Collected data
//! Order-statistic selection.
//!
//! ## Purpose
//!
//! This module provides the selection primitives behind the robust losses:
//! the k-th smallest element of a slice and the k-th smallest pairwise
//! difference of a sorted slice.
//!
//! ## Design notes
//!
//! * **Quickselect**: `select_nth_smallest` partitions with `select_nth_unstable_by`
//!   in expected O(n) time instead of sorting.
//! * **Sorted-matrix selection**: Pairwise differences `v[j] - v[i]` (j > i) of a
//!   sorted slice form a matrix whose rows increase and whose columns decrease.
//!   The selector keeps one candidate column range per row, pivots on the weighted
//!   median of the row medians, counts the differences below the pivot with two
//!   monotone pointers in O(n), and discards the side that cannot hold the target.
//!   Once at most n candidates remain they are collected and quickselected. The
//!   O(n²) difference set is never materialised.
//! * **Exact arithmetic contract**: Counting compares the same `v[j] - v[i]`
//!   expressions a brute-force enumeration would produce, so results match it bit
//!   for bit.
//!
//! ## Invariants
//!
//! * Results equal `sorted(values)[k]` (respectively the k-th smallest enumerated
//!   difference), duplicates included.
//! * Out-of-range ranks fail with `InvalidOrderIndex`; they are never clamped.
//!
//! ## Non-goals
//!
//! * This module does not handle NaN: inputs containing NaN are rejected.

// External dependencies
use core::cmp::Ordering::Equal;
use num_traits::Float;

// Internal dependencies
use crate::primitives::errors::RegressionError;

// ============================================================================
// K-th Smallest
// ============================================================================

/// Return the element at sorted position `k` without fully sorting.
pub fn select_nth_smallest<T: Float>(values: &[T], k: usize) -> Result<T, RegressionError> {
    let mut work = values.to_vec();
    select_nth_smallest_in_place(&mut work, k)
}

/// Like [`select_nth_smallest`], reordering `values` instead of copying them.
pub fn select_nth_smallest_in_place<T: Float>(
    values: &mut [T],
    k: usize,
) -> Result<T, RegressionError> {
    if k >= values.len() {
        return Err(RegressionError::InvalidOrderIndex {
            index: k,
            len: values.len(),
        });
    }
    reject_nan(values)?;

    let (_, nth, _) = values.select_nth_unstable_by(k, |a, b| a.partial_cmp(b).unwrap_or(Equal));
    Ok(*nth)
}

// ============================================================================
// K-th Smallest Pairwise Difference
// ============================================================================

/// Number of pairs `(i, j)` with `i < j` among `n` values.
#[inline]
pub const fn pairwise_difference_count(n: usize) -> usize {
    if n < 2 { 0 } else { n * (n - 1) / 2 }
}

/// Return the k-th smallest of `sorted[j] - sorted[i]` over all `j > i`.
///
/// `sorted` must be in ascending order.
pub fn select_nth_smallest_pairwise_difference<T: Float>(
    sorted: &[T],
    k: usize,
) -> Result<T, RegressionError> {
    let n = sorted.len();
    let total = pairwise_difference_count(n);
    if k >= total {
        return Err(RegressionError::InvalidOrderIndex {
            index: k,
            len: total,
        });
    }
    reject_nan(sorted)?;
    if sorted.windows(2).any(|w| w[0] > w[1]) {
        return Err(RegressionError::InvalidInput(
            "pairwise-difference selection requires ascending input".to_string(),
        ));
    }

    // Candidate columns of row i are the half-open range [left[i], right[i]).
    let mut left: Vec<usize> = (0..n).map(|i| i + 1).collect();
    let mut right: Vec<usize> = vec![n; n];
    let mut below_pivot = vec![0usize; n];
    let mut up_to_pivot = vec![0usize; n];
    let mut row_medians: Vec<(T, usize)> = Vec::with_capacity(n);
    let mut remaining = total;

    while remaining > n {
        row_medians.clear();
        for i in 0..n {
            if left[i] < right[i] {
                let mid = left[i] + (right[i] - left[i]) / 2;
                row_medians.push((sorted[mid] - sorted[i], right[i] - left[i]));
            }
        }
        let pivot = weighted_median(&mut row_medians);

        // Row boundaries move right as i grows because differences shrink down a column.
        let mut j_lt = 0;
        let mut j_le = 0;
        let mut count_lt = 0;
        let mut count_le = 0;
        for i in 0..n {
            j_lt = j_lt.max(i + 1);
            while j_lt < n && sorted[j_lt] - sorted[i] < pivot {
                j_lt += 1;
            }
            j_le = j_le.max(i + 1);
            while j_le < n && sorted[j_le] - sorted[i] <= pivot {
                j_le += 1;
            }
            below_pivot[i] = j_lt;
            up_to_pivot[i] = j_le;
            count_lt += j_lt - (i + 1);
            count_le += j_le - (i + 1);
        }

        if k < count_lt {
            for i in 0..n {
                right[i] = right[i].min(below_pivot[i]);
            }
        } else if k >= count_le {
            for i in 0..n {
                left[i] = left[i].max(up_to_pivot[i]);
            }
        } else {
            return Ok(pivot);
        }

        remaining = (0..n).map(|i| right[i].saturating_sub(left[i])).sum();
    }

    let discarded_low: usize = (0..n).map(|i| left[i] - (i + 1)).sum();
    let mut candidates = Vec::with_capacity(remaining);
    for i in 0..n {
        for j in left[i]..right[i] {
            candidates.push(sorted[j] - sorted[i]);
        }
    }
    select_nth_smallest_in_place(&mut candidates, k - discarded_low)
}

// ============================================================================
// Helpers
// ============================================================================

/// Weighted median of `(value, weight)` pairs; `pairs` must be non-empty.
fn weighted_median<T: Float>(pairs: &mut [(T, usize)]) -> T {
    pairs.sort_by(|a, b| a.0.partial_cmp(&b.0).unwrap_or(Equal));
    let total: usize = pairs.iter().map(|p| p.1).sum();

    let mut cumulative = 0;
    for &(value, weight) in pairs.iter() {
        cumulative += weight;
        if 2 * cumulative >= total {
            return value;
        }
    }
    pairs[pairs.len() - 1].0
}

fn reject_nan<T: Float>(values: &[T]) -> Result<(), RegressionError> {
    match values.iter().position(|v| v.is_nan()) {
        Some(i) => Err(RegressionError::InvalidNumericValue(format!(
            "NaN at position {i}"
        ))),
        None => Ok(()),
    }
}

About this task: Retype the data. Every line must match the original exactly.

Answer:
//! Order-statistic selection.
//!
//! ## Purpose
//!
//! This module provides the selection primitives behind the robust losses:
//! the k-th smallest element of a slice and the k-th smallest pairwise
//! difference of a sorted slice.
//!
//! ## Design notes
//!
//! * **Quickselect**: `select_nth_smallest` partitions with `select_nth_unstable_by`
//!   in expected O(n) time instead of sorting.
//! * **Sorted-matrix selection**: Pairwise differences `v[j] - v[i]` (j > i) of a
//!   sorted slice form a matrix whose rows increase and whose columns decrease.
//!   The selector keeps one candidate column range per row, pivots on the weighted
//!   median of the row medians, counts the differences below the pivot with two
//!   monotone pointers in O(n), and discards the side that cannot hold the target.
//!   Once at most n candidates remain they are collected and quickselected. The
//!   O(n²) difference set is never materialised.
//! * **Exact arithmetic contract**: Counting compares the same `v[j] - v[i]`
//!   expressions a brute-force enumeration would produce, so results match it bit
//!   for bit.
//!
//! ## Invariants
//!
//! * Results equal `sorted(values)[k]` (respectively the k-th smallest enumerated
//!   difference), duplicates included.
//! * Out-of-range ranks fail with `InvalidOrderIndex`; they are never clamped.
//!
//! ## Non-goals
//!
//! * This module does not handle NaN: inputs containing NaN are rejected.

// External dependencies
use core::cmp::Ordering::Equal;
use num_traits::Float;

// Internal dependencies
use crate::primitives::errors::RegressionError;

// ============================================================================
// K-th Smallest
// ============================================================================

/// Return the element at sorted position `k` without fully sorting.
pub fn select_nth_smallest<T: Float>(values: &[T], k: usize) -> Result<T, RegressionError> {
    let mut work = values.to_vec();
    select_nth_smallest_in_place(&mut work, k)
}

/// Like [`select_nth_smallest`], reordering `values` instead of copying them.
pub fn select_nth_smallest_in_place<T: Float>(
    values: &mut [T],
    k: usize,
) -> Result<T, RegressionError> {
    if k >= values.len() {
        return Err(RegressionError::InvalidOrderIndex {
            index: k,
            len: values.len(),
        });
    }
    reject_nan(values)?;

    let (_, nth, _) = values.select_nth_unstable_by(k, |a, b| a.partial_cmp(b).unwrap_or(Equal));
    Ok(*nth)
}

// ============================================================================
// K-th Smallest Pairwise Difference
// ============================================================================

/// Number of pairs `(i, j)` with `i < j` among `n` values.
#[inline]
pub const fn pairwise_difference_count(n: usize) -> usize {
    if n < 2 { 0 } else { n * (n - 1) / 2 }
}

/// Return the k-th smallest of `sorted[j] - sorted[i]` over all `j > i`.
///
/// `sorted` must be in ascending order.
pub fn select_nth_smallest_pairwise_difference<T: Float>(
    sorted: &[T],
    k: usize,
) -> Result<T, RegressionError> {
    let n = sorted.len();
    let total = pairwise_difference_count(n);
    if k >= total {
        return Err(RegressionError::InvalidOrderIndex {
            index: k,
            len: total,
        });
    }
    reject_nan(sorted)?;
    if sorted.windows(2).any(|w| w[0] > w[1]) {
        return Err(RegressionError::InvalidInput(
            "pairwise-difference selection requires ascending input".to_string(),
        ));
    }

    // Candidate columns of row i are the half-open range [left[i], right[i]).
    let mut left: Vec<usize> = (0..n).map(|i| i + 1).collect();
    let mut right: Vec<usize> = vec![n; n];
    let mut below_pivot = vec![0usize; n];
    let mut up_to_pivot = vec![0usize; n];
    let mut row_medians: Vec<(T, usize)> = Vec::with_capacity(n);
    let mut remaining = total;

    while remaining > n {
        row_medians.clear();
        for i in 0..n {
            if left[i] < right[i] {
                let mid = left[i] + (right[i] - left[i]) / 2;
                row_medians.push((sorted[mid] - sorted[i], right[i] - left[i]));
            }
        }
        let pivot = weighted_median(&mut row_medians);

        // Row boundaries move right as i grows because differences shrink down a column.
        let mut j_lt = 0;
        let mut j_le = 0;
        let mut count_lt = 0;
        let mut count_le = 0;
        for i in 0..n {
            j_lt = j_lt.max(i + 1);
            while j_lt < n && sorted[j_lt] - sorted[i] < pivot {
                j_lt += 1;
            }
            j_le = j_le.max(i + 1);
            while j_le < n && sorted[j_le] - sorted[i] <= pivot {
                j_le += 1;
            }
            below_pivot[i] = j_lt;
            up_to_pivot[i] = j_le;
            count_lt += j_lt - (i + 1);
            count_le += j_le - (i + 1);
        }

        if k < count_lt {
            for i in 0..n {
                right[i] = right[i].min(below_pivot[i]);
            }
        } else if k >= count_le {
            for i in 0..n {
                left[i] = left[i].max(up_to_pivot[i]);
            }
        } else {
            return Ok(pivot);
        }

        remaining = (0..n).map(|i| right[i].saturating_sub(left[i])).sum();
    }

    let discarded_low: usize = (0..n).map(|i| left[i] - (i + 1)).sum();
    let mut candidates = Vec::with_capacity(remaining);
    for i in 0..n {
        for j in left[i]..right[i] {
            candidates.push(sorted[j] - sorted[i]);
        }
    }
    select_nth_smallest_in_place(&mut candidates, k - discarded_low)
}

// ============================================================================
// Helpers
// ============================================================================

/// Weighted median of `(value, weight)` pairs; `pairs` must be non-empty.
fn weighted_median<T: Float>(pairs: &mut [(T, usize)]) -> T {
    pairs.sort_by(|a, b| a.0.partial_cmp(&b.0).unwrap_or(Equal));
    let total: usize = pairs.iter().map(|p| p.1).sum();

    let mut cumulative = 0;
    for &(value, weight) in pairs.iter() {
        cumulative += weight;
        if 2 * cumulative >= total {
            return value;
        }
    }
    pairs[pairs.len() - 1].0
}

fn reject_nan<T: Float>(values: &[T]) -> Result<(), RegressionError> {
    match values.iter().position(|v| v.is_nan()) {
        Some(i) => Err(RegressionError::InvalidNumericValue(format!(
            "NaN at position {i}"
        ))),
        None => Ok(()),
    }
}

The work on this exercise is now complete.